Empowered By Setbacks, Pianist Michael Brofman Thrives as Accompanist

Pianist Michael Brofman.

Pianist Michael Brofman.

Pianist Michael Brofman has earned a reputation as one of the finest vocal accompanists of his generation. As founder of Brooklyn Art Song Society, Michael is gearing up for opening night on October 5. But first, hear how he recovered from a performance-related injury with the expert help of Robert Durso.


How has your experience in life shaped your artistry?

For several years in my early 20s I suffered a severe performance-related injury and lost the use of my right hand.  Now I’m fully recovered thanks to my studies of the Taubman Approach with Robert Durso, but that experience deeply affected who I am as an artist.  By losing the ability to play, it made me see how essential performing was for me, and I judge the success of my performances if I’m able to capture that sense of fierce urgency and necessity that keeps me going. 

What is your most cherished accomplishment?
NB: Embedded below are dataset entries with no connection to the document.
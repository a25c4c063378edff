//! Cube state: six faces plus move history.
//!
//! ## Facelets
//!
//! The 54 stickers, stored as one named [`Face`] per side. Two cubes are
//! in the same configuration exactly when their `Facelets` are equal.
//!
//! ## CubeState
//!
//! Facelets, the color scheme the cube was built with, and the ordered
//! history of applied moves. Facelets are only ever changed by the move
//! engine; everything public here is read-only apart from `reset`.
//!
//! The facelet string lists faces in the order Up, Right, Front, Down,
//! Left, Back, each face row-major, for 54 symbols in total.

use im::Vector;
use log::debug;
use rustc_hash::FxHashMap;
use serde::{Deserialize, Serialize};

use super::color::Color;
use super::config::ColorScheme;
use super::error::CubeError;
use super::face::{Face, FaceId, FaceletPos};
use super::moves::Move;

/// Number of facelets on a cube.
pub const FACELET_COUNT: usize = 54;

/// The six faces of a cube.
#[derive(Clone, Copy, Debug, PartialEq, Eq, Hash, Serialize, Deserialize)]
pub struct Facelets {
    up: Face,
    right: Face,
    front: Face,
    down: Face,
    left: Face,
    back: Face,
}

impl Facelets {
    /// Solved facelets for `scheme`.
    #[must_use]
    pub fn solved(scheme: &ColorScheme) -> Self {
        Self {
            up: Face::uniform(scheme.up),
            right: Face::uniform(scheme.right),
            front: Face::uniform(scheme.front),
            down: Face::uniform(scheme.down),
            left: Face::uniform(scheme.left),
            back: Face::uniform(scheme.back),
        }
    }

    /// Get a face.
    #[must_use]
    pub fn face(&self, id: FaceId) -> &Face {
        match id {
            FaceId::Up => &self.up,
            FaceId::Right => &self.right,
            FaceId::Front => &self.front,
            FaceId::Down => &self.down,
            FaceId::Left => &self.left,
            FaceId::Back => &self.back,
        }
    }

    pub(crate) fn face_mut(&mut self, id: FaceId) -> &mut Face {
        match id {
            FaceId::Up => &mut self.up,
            FaceId::Right => &mut self.right,
            FaceId::Front => &mut self.front,
            FaceId::Down => &mut self.down,
            FaceId::Left => &mut self.left,
            FaceId::Back => &mut self.back,
        }
    }

    /// Color at a position.
    #[must_use]
    pub fn get(&self, pos: FaceletPos) -> Color {
        self.face(pos.face).get(pos.row, pos.col)
    }

    pub(crate) fn set(&mut self, pos: FaceletPos, color: Color) {
        self.face_mut(pos.face).set(pos.row, pos.col, color);
    }

    /// All 54 colors in facelet string order.
    pub fn iter(&self) -> impl Iterator<Item = Color> + '_ {
        FaceId::ALL.into_iter().flat_map(move |id| self.face(id).iter())
    }

    /// True if every face is uniformly its center color.
    #[must_use]
    pub fn is_solved(&self) -> bool {
        FaceId::ALL.into_iter().all(|id| self.face(id).is_uniform())
    }
}

/// A cube: facelets, color scheme, and move history.
///
/// `Clone` produces a fully independent copy. Faces are plain arrays and
/// the history is a persistent vector, so no mutable storage is shared.
#[derive(Clone, Debug, PartialEq, Eq, Serialize, Deserialize)]
pub struct CubeState {
    facelets: Facelets,
    scheme: ColorScheme,
    history: Vector<Move>,
}

impl Default for CubeState {
    fn default() -> Self {
        Self::new()
    }
}

impl CubeState {
    /// A solved cube with the default color scheme.
    #[must_use]
    pub fn new() -> Self {
        let scheme = ColorScheme::default();
        Self {
            facelets: Facelets::solved(&scheme),
            scheme,
            history: Vector::new(),
        }
    }

    /// A solved cube with a custom color scheme.
    ///
    /// Fails if two faces share a color.
    pub fn with_scheme(scheme: ColorScheme) -> Result<Self, CubeError> {
        scheme.validate()?;
        Ok(Self {
            facelets: Facelets::solved(&scheme),
            scheme,
            history: Vector::new(),
        })
    }

    /// Build a cube from a 54-symbol facelet string.
    ///
    /// The string must use the documented face order with each color
    /// appearing nine times and six distinct centers. The color scheme is
    /// read from the centers; history starts empty.
    ///
    /// ```
    /// use rust_cube::core::CubeState;
    ///
    /// let solved = CubeState::new();
    /// let parsed = CubeState::from_color_string(&solved.to_color_string()).unwrap();
    /// assert!(parsed.is_solved());
    /// assert!(CubeState::from_color_string("rrr").is_err());
    /// ```
    pub fn from_color_string(input: &str) -> Result<Self, CubeError> {
        let colors =
            parse_colors(input).inspect_err(|e| debug!("rejected facelet string: {e}"))?;

        let mut facelets = Facelets::solved(&ColorScheme::default());
        for (i, color) in colors.iter().enumerate() {
            let face = FaceId::ALL[i / 9];
            let cell = i % 9;
            facelets.set(FaceletPos::new(face, cell / 3, cell % 3), *color);
        }

        let scheme = ColorScheme {
            up: facelets.up.center(),
            right: facelets.right.center(),
            front: facelets.front.center(),
            down: facelets.down.center(),
            left: facelets.left.center(),
            back: facelets.back.center(),
        };
        scheme.validate()?;

        Ok(Self {
            facelets,
            scheme,
            history: Vector::new(),
        })
    }

    // === Queries ===

    /// All facelets.
    #[must_use]
    pub fn facelets(&self) -> &Facelets {
        &self.facelets
    }

    pub(crate) fn facelets_mut(&mut self) -> &mut Facelets {
        &mut self.facelets
    }

    /// Get a face.
    #[must_use]
    pub fn face(&self, id: FaceId) -> &Face {
        self.facelets.face(id)
    }

    /// Color of one facelet.
    ///
    /// # Panics
    ///
    /// Panics if `row` or `col` is not in `0..3`.
    #[must_use]
    pub fn facelet(&self, face: FaceId, row: usize, col: usize) -> Color {
        self.facelets.face(face).get(row, col)
    }

    /// The scheme this cube was created with.
    #[must_use]
    pub fn scheme(&self) -> &ColorScheme {
        &self.scheme
    }

    /// True if every face matches its center.
    #[must_use]
    pub fn is_solved(&self) -> bool {
        self.facelets.is_solved()
    }

    /// True if a single face matches its center.
    #[must_use]
    pub fn is_face_solved(&self, id: FaceId) -> bool {
        self.facelets.face(id).is_uniform()
    }

    /// Serialize all 54 facelets as color symbols.
    #[must_use]
    pub fn to_color_string(&self) -> String {
        self.facelets.iter().map(Color::symbol).collect()
    }

    // === History ===

    /// Applied moves, oldest first.
    #[must_use]
    pub fn move_history(&self) -> &Vector<Move> {
        &self.history
    }

    /// Number of applied moves.
    #[must_use]
    pub fn history_len(&self) -> usize {
        self.history.len()
    }

    /// Most recently applied move.
    #[must_use]
    pub fn last_move(&self) -> Option<Move> {
        self.history.back().copied()
    }

    pub(crate) fn record(&mut self, mv: Move) {
        self.history.push_back(mv);
    }

    // === Lifecycle ===

    /// Restore the solved configuration and clear history.
    pub fn reset(&mut self) {
        debug!("reset after {} moves", self.history.len());
        self.facelets = Facelets::solved(&self.scheme);
        self.history.clear();
    }
}

/// Length is checked before any colors are collected, so an oversized
/// input never allocates.
fn parse_colors(input: &str) -> Result<Vec<Color>, CubeError> {
    let len = input.chars().count();
    if len != FACELET_COUNT {
        return Err(CubeError::WrongLength(len));
    }

    let colors = input
        .chars()
        .enumerate()
        .map(|(index, symbol)| {
            Color::from_symbol(symbol).ok_or(CubeError::InvalidColor { symbol, index })
        })
        .collect::<Result<Vec<_>, _>>()?;

    let mut counts: FxHashMap<Color, usize> = FxHashMap::default();
    for &color in &colors {
        *counts.entry(color).or_default() += 1;
    }
    for color in Color::ALL {
        let count = counts.get(&color).copied().unwrap_or(0);
        if count != 9 {
            return Err(CubeError::ColorCount { color, count });
        }
    }

    Ok(colors)
}

/// Text net for diagnostics:
///
/// ```text
///     U
///   L F R B
///     D
/// ```
impl std::fmt::Display for CubeState {
    fn fmt(&self, f: &mut std::fmt::Formatter<'_>) -> std::fmt::Result {
        let row = |id: FaceId, r: usize| -> String {
            self.face(id).rows()[r].iter().map(|c| c.symbol()).collect()
        };

        for r in 0..3 {
            writeln!(f, "    {}", row(FaceId::Up, r))?;
        }
        for r in 0..3 {
            writeln!(
                f,
                "{} {} {} {}",
                row(FaceId::Left, r),
                row(FaceId::Front, r),
                row(FaceId::Right, r),
                row(FaceId::Back, r)
            )?;
        }
        for r in 0..3 {
            writeln!(f, "    {}", row(FaceId::Down, r))?;
        }
        Ok(())
    }
}
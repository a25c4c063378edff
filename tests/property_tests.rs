//! Algebraic properties of the move engine over random move sequences.

use proptest::prelude::*;

use rust_cube::core::{invert_sequence, CubeState, Direction, FaceId, Move};

fn any_move() -> impl Strategy<Value = Move> {
    prop::sample::select(Move::ALL.to_vec())
}

fn any_sequence(max_len: usize) -> impl Strategy<Value = Vec<Move>> {
    prop::collection::vec(any_move(), 0..max_len)
}

fn scrambled(moves: &[Move]) -> CubeState {
    let mut cube = CubeState::new();
    cube.apply_sequence(moves);
    cube
}

proptest! {
    #[test]
    fn four_quarter_turns_are_identity(moves in any_sequence(30), mv in any_move()) {
        let start = scrambled(&moves);
        let mut cube = start.clone();
        for _ in 0..4 {
            cube.apply(mv);
        }
        prop_assert_eq!(cube.facelets(), start.facelets());
    }

    #[test]
    fn move_then_inverse_is_identity(moves in any_sequence(30), mv in any_move()) {
        let start = scrambled(&moves);
        let mut cube = start.clone();
        cube.apply(mv);
        cube.apply(mv.inverse());
        prop_assert_eq!(cube.facelets(), start.facelets());
    }

    #[test]
    fn inverse_sequence_solves(moves in any_sequence(40)) {
        let mut cube = scrambled(&moves);
        cube.apply_sequence(&invert_sequence(&moves));
        prop_assert!(cube.is_solved());
        prop_assert_eq!(cube.history_len(), moves.len() * 2);
    }

    #[test]
    fn colors_stay_nine_each(moves in any_sequence(40)) {
        let cube = scrambled(&moves);
        let mut counts = [0usize; 6];
        for color in cube.facelets().iter() {
            counts[color.index()] += 1;
        }
        prop_assert_eq!(counts, [9; 6]);
    }

    #[test]
    fn centers_stay_fixed(moves in any_sequence(40)) {
        let cube = scrambled(&moves);
        for face in FaceId::ALL {
            prop_assert_eq!(cube.face(face).center(), cube.scheme().color(face));
        }
    }

    #[test]
    fn color_string_round_trips(moves in any_sequence(40)) {
        let cube = scrambled(&moves);
        let parsed = CubeState::from_color_string(&cube.to_color_string()).unwrap();
        prop_assert_eq!(parsed.facelets(), cube.facelets());
    }

    #[test]
    fn history_records_every_move(moves in any_sequence(40)) {
        let cube = scrambled(&moves);
        let history: Vec<Move> = cube.move_history().iter().copied().collect();
        prop_assert_eq!(history, moves.clone());
        prop_assert_eq!(cube.last_move(), moves.last().copied());
    }

    #[test]
    fn parallel_turns_commute(
        moves in any_sequence(20),
        a in any_move(),
        opposite in any::<bool>(),
        prime in any::<bool>(),
    ) {
        let face = if opposite { a.face().opposite() } else { a.face() };
        let direction = if prime { Direction::CounterClockwise } else { Direction::Clockwise };
        let b = Move::new(face, direction);
        let start = scrambled(&moves);

        let mut ab = start.clone();
        ab.apply(a);
        ab.apply(b);
        let mut ba = start;
        ba.apply(b);
        ba.apply(a);

        prop_assert_eq!(ab.facelets(), ba.facelets());
    }
}
pub mod sm2;
pub mod util;

use std::{fs, path::Path};

use der::asn1::ObjectIdentifier;
use serde::{Deserialize, Serialize};

pub use self::sm2::{pad_scalar, Sm2PrivateKey, Sm2PublicKey, COORDINATE_LEN, SCALAR_LEN};
use crate::error::Result;

/// Elliptic curve public key algorithm, `1.2.840.10045.2.1`
pub const ID_EC_PUBLIC_KEY: ObjectIdentifier = const_oid::db::rfc5912::ID_EC_PUBLIC_KEY;

/// SM2 named curve, `1.2.156.10197.1.301`
pub const SM2_CURVE_OID: ObjectIdentifier = ObjectIdentifier::new_unwrap("1.2.156.10197.1.301");

/// Supported curves
#[derive(Clone, Copy, Debug, PartialEq, Eq, Hash, Serialize, Deserialize)]
pub enum Curve {
    /// GM/T 0003 SM2 (sm2p256v1)
    Sm2,
}

impl Curve {
    /// Named curve object identifier
    pub fn oid(&self) -> ObjectIdentifier {
        match self {
            Curve::Sm2 => SM2_CURVE_OID,
        }
    }

    pub fn name(&self) -> &'static str {
        match self {
            Curve::Sm2 => "SM2",
        }
    }

    /// Byte width of a scalar, `ceil(bitlen(N) / 8)`
    pub fn scalar_size(&self) -> usize {
        match self {
            Curve::Sm2 => SCALAR_LEN,
        }
    }

    /// Byte width of one affine coordinate
    pub fn coordinate_size(&self) -> usize {
        match self {
            Curve::Sm2 => COORDINATE_LEN,
        }
    }
}

/// PEM / DER conversion for key types
///
/// `to_pem` with a non-empty password produces an encrypted PEM block;
/// `from_pem` requires the password only when the block is encrypted.
pub trait KeyPem: Sized {
    /// Label of the PEM block this key type is written under
    const PEM_LABEL: &'static str;

    fn to_pem(&self, password: &[u8]) -> Result<String>;

    fn from_pem<T: AsRef<[u8]>>(pem: T, password: &[u8]) -> Result<Self>;

    fn to_der(&self) -> Result<Vec<u8>>;

    fn from_der(der: &[u8]) -> Result<Self>;

    /// Save the key to a PEM file
    fn save_to_file<P: AsRef<Path>>(&self, path: P, password: &[u8]) -> Result<()> {
        let pem = self.to_pem(password)?;
        fs::write(path, pem)?;
        Ok(())
    }

    /// Load a key from a PEM file
    fn load_from_file<P: AsRef<Path>>(path: P, password: &[u8]) -> Result<Self> {
        let pem = fs::read(path)?;
        Self::from_pem(pem, password)
    }
}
Founding Brooklyn Art Song Society. While it’s great to perform, there’s something fleeting about it to me, and it’s so rewarding to be building something that can potentially outlive me and be here when I am not.

What do you do off the stage that provides inspiration on stage?

Reading. I would call myself a compulsive reader of poetry, philosophy, literature, pretty much anything that comes my way. Everything I read feeds into my musical thinking. Poetry has an internal rhythm, philosophy treats ideas the way a great composer treats a motif, and an epic novel has a large structure like any well-written symphony. Two authors who have really changed my perspective on art are Walter Benjamin and Roland Barthes. Benjamin was really insightful on the value of live performance, especially as recorded sound and movies were starting to become commonplace in the 1920s and 1930s. Barthes had an amazing way of looking at the meaning underneath the surface in literature and pop culture, and it made me think very differently about how I interpret a score, especially when there’s a text involved.

What was your most positive surprise in life?

My daughter’s smile. I didn’t know someone could be as loving as she is, even at just 5 months.


What projects (concerts, albums, tours, collaborations) are you working on right now? 

Brooklyn Art Song Society’s opening night is coming up on Friday, October 5, and it features the songs of Charles Ives, who is a personal favorite of mine. I'll be performing with soprano Elisabeth Marshall and baritone Michael Kelly. It’s the first of five concerts in BASS'S American Iconoclasts series. So I’ll also be performing works by Samuel Barber, Leonard Bernstein, Ned Rorem, and Aaron Copland as part of that series. I'm also heading up to Ithaca College to be a guest teacher and perform works by Libby Larsen in October. A little farther out I have two new music projects I’m really excited about: first, recording a new work by composer Kurt Rohde, It Wasn’t a Dream, that BASS commissioned. BASS premiered this epic song cycle last June at National Sawdust, and now we are recording it for Albany Records in May.  Also, in June I'm giving the world premiere of a new song cycle by composer James Matheson with baritone Edward Parks.

What was the inspiration behind your latest project? Why did you pursue it? Why should people care?

American Iconoclasts is BASS’s five-concert series presents the songs of five beloved composers: Charles Ives, Samuel Barber, Aaron Copland, Ned Rorem, and George Gershwin. I’ve always been really fascinated with the idea of “American” music, because it’s really not a straightforward concept.  Some of the composers most associated with an American sound (Aaron Copland is the most famous example) trained abroad, especially in Paris. Or take a composer like Kurt Weill: he was born in Berlin, but no one would question that Street Scene is an authentic American musical. What makes music American? It’s more the ideas behind the music than the country of origin of the composer. Especially in today’s political climate, it seems to be an essential thing to be grappling with the idea of what makes something “American”?

Business of Music

What needs to be done to improve growing classical music audiences for live concerts? Or is it fine the way it is at the moment? Explain your point of view.

My approach to audience-building audience is modeled after a political campaign. You have your base: classical music lovers. They are passionate about classical music, but there simply aren’t enough of them to stay viable relying on them alone, so you need to reach out to swing voters (or in this case “swing audience members”). First thing is ticket prices have to be based on reality, that is, what are people realistically going to pay when they could just stay at home and watch Netflix instead, and what price will both be sustainable (since you have to pay the bills) but get people in the door. Prices for classical music now are based on the idea that the “value” of the ticket price is just a marker for how valuable the experience should be to society, not a hard-nosed decision on how to get as many people in the door as you can. Second — and this may sound facile, but it’s not — you need to invite people to concerts. Not just the people you think will go, but everyone. Politicians lose elections when they don’t fight for every vote; classical music loses when we don’t fight for every audience member.

What is your #1 piece of advice to artists who are starting their careers as professional musicians?

 Your role is not to join the system; your role is to change the system.